“Language is no barrier” – Don Askarian
International Jury Members media interaction
Mumbai, February 02, 2016
Three of the five members of the international competition jury came up to the Media Centre , met members of the press, and answered various questions related to their experience at MIFF. Mr. Don Askarian a German film-maker of Armenian origin whose award-winning films are being screened at MIFF, Mr. Jesper Anderson from Denmark is a journalist and film curator, and Ms. Gitanjali Rao, an awarded animator, who, too, has a package being screened at MIFF.
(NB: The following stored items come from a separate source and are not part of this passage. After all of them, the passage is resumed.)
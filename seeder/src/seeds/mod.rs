pub mod asset;
pub mod asset_assignment;
pub mod ip_address;
pub mod user;
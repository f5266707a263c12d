pub mod config;
pub mod filters;
pub mod network;
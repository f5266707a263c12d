//! Column filters used by the list queries of the repository layer.
//!
//! A `FilterParam` names a column by its snake_case name and carries the
//! value to compare against.

#[derive(Debug, Clone, PartialEq)]
pub enum FilterValue {
    String(String),
    Int(i64),
}

#[derive(Debug, Clone, Copy, PartialEq, Eq)]
pub enum CompareOp {
    Eq,
    Like,
}

#[derive(Debug, Clone, PartialEq)]
pub struct FilterParam {
    pub column: String,
    pub operator: CompareOp,
    pub value: FilterValue,
}

pub trait IntoFilterValue {
    fn into_filter_value(self) -> FilterValue;
}

impl IntoFilterValue for String {
    fn into_filter_value(self) -> FilterValue {
        FilterValue::String(self)
    }
}

impl IntoFilterValue for &str {
    fn into_filter_value(self) -> FilterValue {
        FilterValue::String(self.to_string())
    }
}

impl IntoFilterValue for i64 {
    fn into_filter_value(self) -> FilterValue {
        FilterValue::Int(self)
    }
}

impl FilterParam {
    fn new(column: &str, operator: CompareOp, value: FilterValue) -> Self {
        Self {
            column: column.to_string(),
            operator,
            value,
        }
    }

    pub fn eq(column: &str, value: impl IntoFilterValue) -> Self {
        Self::new(column, CompareOp::Eq, value.into_filter_value())
    }

    /// Substring match.
    pub fn like(column: &str, value: &str) -> Self {
        Self::new(column, CompareOp::Like, value.into_filter_value())
    }
}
Jumping directly into a Q & A, the trio invited questions from media-persons. Mr. Andersen, who has visited India many times and organises Indian film festivals in Copenhagen, was asked about the standard of films he saw as a jury-member. “I found the long documentaries the most impressive. Short documentaries and short fiction films were not so strong. One way of avoiding this would be: by not waiting for entries to come, on their own. Instead, MIFF, budget permitting, could engage curators, who would look around internationally, for the best on offer. I am willing to scout for the best films from my region, the Scandinavian countries”, he volunteered.
Ms. Gita was asked about her feelings on becoming a member of the jury at a festival where she has won the Golden Conch, and where a retrospective of her films is currently being held. “What can I say? It is a great feeling! Till about ten years ago, Indian animators and documentary film-makers were applauded in India only after they had won international recognition. All that is changing now.” When a question was put to her about world and Indian standards in documentary film-making, as experienced through viewing the 37 odd films she saw at MIFF 2016, she said, “I would need to see many more films to comment authoritatively. But in general, I feel international documentaries have not changed much in the last 8-10 years, whereas the Indian documentary is indeed adopting a more international style. Since Indian film schools like the Film and Television Institute of India and Satyajit Ray Film and Television Institute do not teach documentary film-making in particular, makers either followed the only available model, the Films Division formula, while others went just by their instinct. Having said that, the new age Indian documentaries are highly passionate, and are still very Indian.”
Elaborating on the financing scenario in Europe, Mr. Askarian said, “Documentary film-making is entirely funded by TV channels and various funds, including funds for films of ‘third world’ countries. Language is no barrier, but you must get your laws and history right. And make sure you teach yourself good film-making. Learn from films. Learn from Stanley Kubrick. Some great films are like teaching books, so log on to You Tube. Before looking for finance, make a very good film. You cannot lie to all the people all the time, and running around with a piece of rubbish will not get you finance.”
Mr. Anderson and Ms. Rao were asked about exhibition options for documentaries. In Denmark, Mr. Anderson pointed-out, documentaries were screened on national TV once a week. “In addition to this, we have had some documentaries releasing in cinemas too.” Ms. Rao said she was happy that at least some TV channels, both government and private, were showing documentaries. “But what about animation films? Most animation films are just 3-4 minutes long, yet cost a lot; not many achieve excellence, though they take years to make. Sadly, TV channels do not find them viable, in terms of scheduling. They would need thousands of animation films to sustain a daily slot. I earnestly hope that the government addresses this issue.”
Jury member (International) Ms. Gitanjali Rao, Mr. Don Askarian and Mr. Jesper Anderson interacted with the media at MIFF Media Centre on February 02, 2016.